8.04.2008

Be Kind Rewind




Jack Black and Mos Def in Be Kind Rewind (dir. Michel Gondry, 2008).

I was one of those who were underwhelmed by Gondry's Eternal Sunshine of the Spotless Mind. Be Kind Rewind has elements that make it function as a corrective to that film for me (I haven't seen The Science of Sleep), but the same elements also finally confine it to throwaway status. And you know, that's OK, throwaway is OK. One might even say that the movie is a "sweded" version of itself. "Sweding" is what video store worker Mos Def and his unstable pal Jack Black do when Jack Black has his brain magnetized as the result of trying to sabotage a power station and then accidentally erases all the tapes in the store just by being near them. They film their own replacement versions of the movies, acting out the parts themselves and enlisting the help of people in the neighborhood (Passaic, New Jersey, lovingly filmed). It becomes a sensation when their customers, who are also often the stars, decide they like the sweded versions better than the Hollywood originals, and the two overnight auteurs have to work steadily to keep up with the demand. Eventually, the corporate movie people descend on them and they have to figure out a way to keep the spirit of cooperative creativity going and try to save the building the store is in from being demolished by the city.

From that synopsis alone, you get some sense of the film's weird split between outlandish slapstick and community-coming-together social-statement dramedy. For the first twenty minutes or so, it's like the most inept attempt at a wacky gagfest ever, and then it levels out into a congenial, lo-fi corner shop tale. The Passaic setting is impossible to resist: everything looks very real--simultaneously quaint and depressing. The scenes have an improvised, one-take feel, especially the ones with Mia Farrow and the locals who were recruited as actors. The conceit the story is hung from is that the building in which the video store is housed was once lived in by Fats Waller, and this gradually becomes the central focus as Black and Def shift their efforts to an original bio-pic of the musician's life.

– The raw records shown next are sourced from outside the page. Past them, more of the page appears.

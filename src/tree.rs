use crate::assembler::{self, Assembled};
use crate::builder;
use crate::error::Result;
use crate::node::{Node, NodeId};
use crate::symbol::{SeqIdSet, Symbol};

const ROOT: NodeId = 0;

/// A generalized suffix tree over one or more sequences of non-negative
/// integers, built once and read-only thereafter (spec.md §3, §5).
///
/// Construction is `O(|W|)` via McCreight's algorithm (see
/// [`crate::builder`]); every query method here is a deterministic function
/// of the tree and its argument, safe to call concurrently from any number
/// of readers once `build` has returned.
#[derive(Debug)]
pub struct SuffixTree {
    nodes: Vec<Node>,
    buffer: Vec<Symbol>,
    word_starts: Vec<usize>,
    begins: Vec<usize>,
    ends: Vec<usize>,
}

impl SuffixTree {
    /// Builds a generalized suffix tree over `sequences`. A single sequence
    /// is just the `sequences.len() == 1` case (spec.md §4.1).
    ///
    /// Symbols must be non-negative — this is a caller precondition (spec.md
    /// §6: "callers encoding text as integers must map characters to
    /// non-negative values"), not a validated, `Result`-returning check; a
    /// negative symbol collides with the terminator encoding and produces
    /// an incorrect tree rather than an error.
    pub fn build(sequences: &[Vec<i64>]) -> Result<Self> {
        let Assembled { buffer, word_starts, begins, ends } = assembler::assemble(sequences)?;
        let nodes = builder::build_mccreight(&buffer);

        let mut tree = SuffixTree { nodes, buffer, word_starts, begins, ends };
        tree.label_generalized();
        Ok(tree)
    }

    /// Convenience constructor for the single-sequence case.
    pub fn from_sequence(sequence: &[i64]) -> Result<Self> {
        Self::build(&[sequence.to_vec()])
    }

    pub fn sequence_count(&self) -> usize {
        self.begins.len()
    }

    /// Returns the original (terminator-free) span of sequence `seq_id`.
    pub fn sequence_span(&self, seq_id: usize) -> (usize, usize) {
        (self.begins[seq_id], self.ends[seq_id])
    }

    /// Resolves a position `n` in the assembled buffer to
    /// `(sequence_index, offset_within_sequence)`. Binary search over
    /// `begins`, per spec.md §4.4's `getSeqId`; positions outside any
    /// sequence's span (falling on a terminator) are the caller's
    /// responsibility to avoid, as spec.md §6 notes.
    pub fn seq_id(&self, n: usize) -> (usize, usize) {
        let idx = self.begins.partition_point(|&b| b <= n).saturating_sub(1);
        (idx, n - self.begins[idx])
    }

    fn word_seq_of(&self, idx: usize) -> usize {
        self.word_starts.partition_point(|&ws| ws <= idx).saturating_sub(1)
    }

    /// Returns a starting position of `y` in the assembled buffer, or
    /// `None` if `y` doesn't occur. An empty `y` matches at position `0`.
    pub fn find(&self, y: &[i64]) -> Option<usize> {
        self.find_node(y).map(|node| self.nodes[node].idx)
    }

    /// Returns every starting position of `y`, in a deterministic
    /// (symbol-sorted child) order. Empty when `y` doesn't occur.
    pub fn find_all(&self, y: &[i64]) -> Vec<usize> {
        match self.find_node(y) {
            Some(node) => self.leaves_under(node).into_iter().map(|leaf| self.nodes[leaf].idx).collect(),
            None => Vec::new(),
        }
    }

    pub fn contains(&self, y: &[i64]) -> bool {
        self.find_node(y).is_some()
    }

    /// Walks from the root matching `y` symbol by symbol, returning the
    /// deepest node reached once `y` is fully consumed (spec.md §4.3 `find`).
    /// Every node's `idx` is, by the suffix-tree invariant, the start of a
    /// suffix whose prefix equals the full root-to-node path label — so the
    /// returned node's `idx` is always a valid occurrence of `y`.
    fn find_node(&self, y: &[i64]) -> Option<NodeId> {
        let mut current = ROOT;
        let mut consumed = 0usize;

        loop {
            if consumed == y.len() {
                return Some(current);
            }

            let next = Symbol::User(y[consumed]);
            let child = self.nodes[current].transitions.get(next)?;

            let current_depth = self.nodes[current].depth;
            let child_idx = self.nodes[child].idx;
            let label_start = child_idx + current_depth;
            let label_len = self.nodes[child].depth - current_depth;

            let remaining = y.len() - consumed;
            let take = remaining.min(label_len);

            for k in 0..take {
                if self.buffer[label_start + k] != Symbol::User(y[consumed + k]) {
                    return None;
                }
            }

            consumed += take;
            if consumed == y.len() {
                return Some(child);
            }
            current = child;
        }
    }

    /// Every leaf in `node`'s subtree (or `node` itself if it's a leaf),
    /// via an explicit stack rather than recursion (spec.md §9).
    fn leaves_under(&self, node: NodeId) -> Vec<NodeId> {
        let mut leaves = Vec::new();
        let mut stack = vec![node];

        while let Some(current) = stack.pop() {
            if self.nodes[current].is_leaf() {
                leaves.push(current);
            } else {
                for (_, child) in self.nodes[current].transitions.iter() {
                    stack.push(child);
                }
            }
        }

        leaves
    }

    /// Post-order pass labeling every node with the set of original
    /// sequence indices occurring in its subtree (spec.md §4.3). Run once,
    /// right after construction; uses an explicit stack since the tree can
    /// be arbitrarily deep (spec.md §9).
    fn label_generalized(&mut self) {
        let mut stack: Vec<(NodeId, usize)> = vec![(ROOT, 0)];

        while let Some(&(node, child_idx)) = stack.last() {
            let children: Vec<NodeId> = self.nodes[node].transitions.iter().map(|(_, c)| c).collect();

            if child_idx < children.len() {
                stack.last_mut().unwrap().1 += 1;
                stack.push((children[child_idx], 0));
                continue;
            }

            let set = if self.nodes[node].is_leaf() {
                SeqIdSet::singleton(self.word_seq_of(self.nodes[node].idx))
            } else {
                let mut set = SeqIdSet::empty();
                for child in children {
                    let child_set = self.nodes[child].generalized_idxs.clone();
                    set.union_with(&child_set);
                }
                set
            };
            self.nodes[node].generalized_idxs = set;

            stack.pop();
        }
    }

    /// Longest substring occurring in every sequence named in `subset`
    /// (defaulting to all sequences when `None`), per spec.md §4.3.
    ///
    /// Quirk inherited from this being a direct-concatenation generalized
    /// suffix tree: a leaf's recorded depth spans to the end of the whole
    /// buffer, not just to the end of its own sequence, so a
    /// single-sequence `subset` can land on a leaf whose nominal label runs
    /// past that sequence's own terminator. Such a label is never actually
    /// a substring of the sequences in `subset` (testable property 7), so
    /// it's truncated at the first terminator it contains.
    pub fn lcs(&self, subset: Option<&[usize]>) -> Vec<i64> {
        let subset_set = match subset {
            Some(indices) => {
                let mut set = SeqIdSet::empty();
                for &i in indices {
                    set.union_with(&SeqIdSet::singleton(i));
                }
                set
            }
            None => SeqIdSet::full(self.sequence_count()),
        };

        let node = self.find_lcs_node(ROOT, &subset_set);
        let start = self.nodes[node].idx;
        let mut len = self.nodes[node].depth;

        if let Some(terminator_offset) =
            self.buffer[start..start + len].iter().position(Symbol::is_terminator)
        {
            len = terminator_offset;
        }

        self.buffer[start..start + len]
            .iter()
            .map(|s| match s {
                Symbol::User(v) => *v,
                Symbol::Terminator(_) => unreachable!("truncated above"),
            })
            .collect()
    }

    fn find_lcs_node(&self, node: NodeId, subset: &SeqIdSet) -> NodeId {
        let candidates: Vec<NodeId> = self.nodes[node]
            .transitions
            .iter()
            .map(|(_, c)| c)
            .filter(|&c| self.nodes[c].generalized_idxs.is_superset(subset))
            .map(|c| self.find_lcs_node(c, subset))
            .collect();

        match candidates.into_iter().max_by_key(|&c| self.nodes[c].depth) {
            Some(deepest) => deepest,
            None => node,
        }
    }

    /// Tree-drawing debug helper, not part of the public query surface
    /// spec.md defines (spec.md §4.3's "numerical display/printing is not
    /// part of the core"). Kept around for test/debugging ergonomics, as
    /// the teacher crate's `pretty_print` was.
    #[cfg(any(test, feature = "render"))]
    pub fn render(&self) -> String {
        fn label(tree: &SuffixTree, node: NodeId) -> String {
            if node == ROOT {
                return String::new();
            }
            let n = &tree.nodes[node];
            let parent_depth = tree.nodes[n.parent].depth;
            tree.buffer[n.idx + parent_depth..n.idx + n.depth]
                .iter()
                .map(|s| s.to_string())
                .collect::<Vec<_>>()
                .join(",")
        }

        fn go(tree: &SuffixTree, node: NodeId) -> Vec<String> {
            let text = label(tree, node);
            let mut children: Vec<NodeId> = tree.nodes[node].transitions.iter().map(|(_, c)| c).collect();
            children.sort();

            if children.is_empty() {
                return vec![text];
            }

            let indent = " ".repeat(text.len());
            let mut lines = Vec::new();
            for (i, &child) in children.iter().enumerate() {
                for (j, line) in go(tree, child).into_iter().enumerate() {
                    let rendered = match (i, j) {
                        (0, 0) => format!("{}+{}", text, line),
                        (_, 0) if i < children.len() - 1 => format!("{}|-{}", indent, line),
                        (_, _) if i < children.len() - 1 => format!("{}| {}", indent, line),
                        (_, 0) => format!("{}`-{}", indent, line),
                        (_, _) => format!("{}  {}", indent, line),
                    };
                    lines.push(rendered);
                }
            }
            lines
        }

        go(self, ROOT).join("\n")
    }
}
use rand::rngs::StdRng;
use rand::{Rng, SeedableRng};
use seqcover::cover_distance;

/// Direct port of `original_source/testCoveringSimilarity.py`'s `randomList`:
/// a random-length sequence over `0..=alphabet`.
fn random_list(rng: &mut StdRng, alphabet: i64, min_len: usize, max_len: usize) -> Vec<i64> {
    let len = rng.gen_range(min_len..max_len);
    (0..len).map(|_| rng.gen_range(0..=alphabet)).collect()
}

/// Scenario 4 / `testCoveringSimilarity.py`'s `test1`: covering distance
/// should never violate the triangle inequality on random same-alphabet
/// sequences. Empirical, not proven analytically — this is exactly why the
/// property is worth a randomized probe rather than a handful of examples.
#[test]
fn triangle_inequality_holds_on_random_sequences() {
    let mut rng = StdRng::seed_from_u64(0xC0FFEE);

    for _ in 0..200 {
        let s1 = random_list(&mut rng, 3, 10, 20);
        let s2 = random_list(&mut rng, 3, 10, 20);
        let s3 = random_list(&mut rng, 3, 10, 20);

        let d12 = cover_distance(&s1, &s2).unwrap();
        let d13 = cover_distance(&s1, &s3).unwrap();
        let d23 = cover_distance(&s2, &s3).unwrap();

        assert!(
            d12 <= d13 + d23 + 1e-9,
            "triangle inequality violated: d12={d12} d13={d13} d23={d23}"
        );
    }
}
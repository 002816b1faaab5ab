use thiserror::Error;

/// Errors surfaced at the construction boundary of a [`crate::SuffixTree`].
///
/// Invariant violations discovered during construction (a missing suffix
/// link where one must exist, an unreachable node kind) are not represented
/// here — they indicate a bug in this crate's builder and abort via
/// `.expect(...)` at the specific invariant point rather than propagate as
/// a `Result`.
#[derive(Error, Debug, Clone, PartialEq, Eq)]
pub enum SuffixTreeError {
    /// The argument passed to `build` was neither a single sequence nor a
    /// list of sequences.
    #[error("invalid input: {0}")]
    InvalidInput(String),

    /// Too many sequences were supplied for the generalized build; the
    /// terminator generator only produces `max` distinct values.
    #[error("too many input sequences: supplied {supplied}, maximum is {max}")]
    TooManyInputs { supplied: usize, max: usize },
}

/// Result type for fallible operations in this crate.
pub type Result<T> = std::result::Result<T, SuffixTreeError>;

impl SuffixTreeError {
    pub(crate) fn too_many_inputs(supplied: usize, max: usize) -> Self {
        Self::TooManyInputs { supplied, max }
    }

    pub(crate) fn invalid_input(msg: impl std::fmt::Display) -> Self {
        Self::InvalidInput(msg.to_string())
    }
}
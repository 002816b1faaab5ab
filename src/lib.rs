//! Generalized suffix trees over sequences of non-negative integers, plus a
//! covering-similarity metric built on top of them.
//!
//! Build a tree over one or more sequences with [`SuffixTree::build`], query
//! it with [`SuffixTree::find`]/[`SuffixTree::find_all`]/[`SuffixTree::lcs`],
//! or skip straight to comparing two sequences with [`cover_similarity`]/
//! [`cover_distance`].

mod assembler;
mod builder;
mod covering;
mod error;
mod node;
mod symbol;
mod tree;

pub use covering::{cover_distance, cover_similarity, evaluate_dichotomic, evaluate_simple, Break, Covering};
pub use error::{Result, SuffixTreeError};
pub use tree::SuffixTree;
use seqcover::{cover_distance, cover_similarity, SuffixTree};

fn encode(s: &str) -> Vec<i64> {
    s.bytes().map(i64::from).collect()
}

#[test]
fn build_suffix_tree() {
    let tree = SuffixTree::build(&[encode("test"), encode("builder"), encode("asdfkljasdlf")]);
    assert!(tree.is_ok());
}

#[test]
fn find_and_find_all_across_sequences() {
    let tree = SuffixTree::build(&[encode("test"), encode("rest")]).unwrap();

    assert!(tree.contains(&encode("est")));
    assert_eq!(tree.find_all(&encode("est")).len(), 2);
    assert!(!tree.contains(&encode("xyz")));
}

#[test]
fn lcs_over_three_sequences() {
    let sequences = vec![encode("testing"), encode("festung"), encode("estland")];
    let tree = SuffixTree::build(&sequences).unwrap();

    assert_eq!(tree.lcs(None), encode("est"));
}

#[test]
fn lcs_restricted_to_a_subset() {
    let sequences = vec![encode("abcdef"), encode("xxabcyy"), encode("zzzzzz")];
    let tree = SuffixTree::build(&sequences).unwrap();

    assert_eq!(tree.lcs(Some(&[0, 1])), encode("abc"));
}

#[test]
fn covering_similarity_of_identical_text_is_one() {
    let a = encode("the quick brown fox");
    assert_eq!(cover_similarity(&a, &a).unwrap(), 1.0);
    assert_eq!(cover_distance(&a, &a).unwrap(), 0.0);
}

#[test]
fn covering_similarity_detects_a_single_edit() {
    let a = encode("amrican");
    let b = encode("american");
    let similarity = cover_similarity(&a, &b).unwrap();

    assert!(similarity < 1.0);
    assert!(similarity > 0.5);
}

It's a funky little picture. Describing it now, a week or two after watching it, makes me realize how endearing I found it after all.

1 comment:

Anonymous said...

I had a similar feeling with this movie-- upon thinking about it and talking to others about it, I realized that I liked it more than I thought. Not a film for the ages, but charming.

However, Mos Def's nearly unintelligible speech at some points really started to get out of hand... I've seen him in a couple of other movies and it was never a problem. Why was he laying it on so thick here (or tempering it so much in other places)?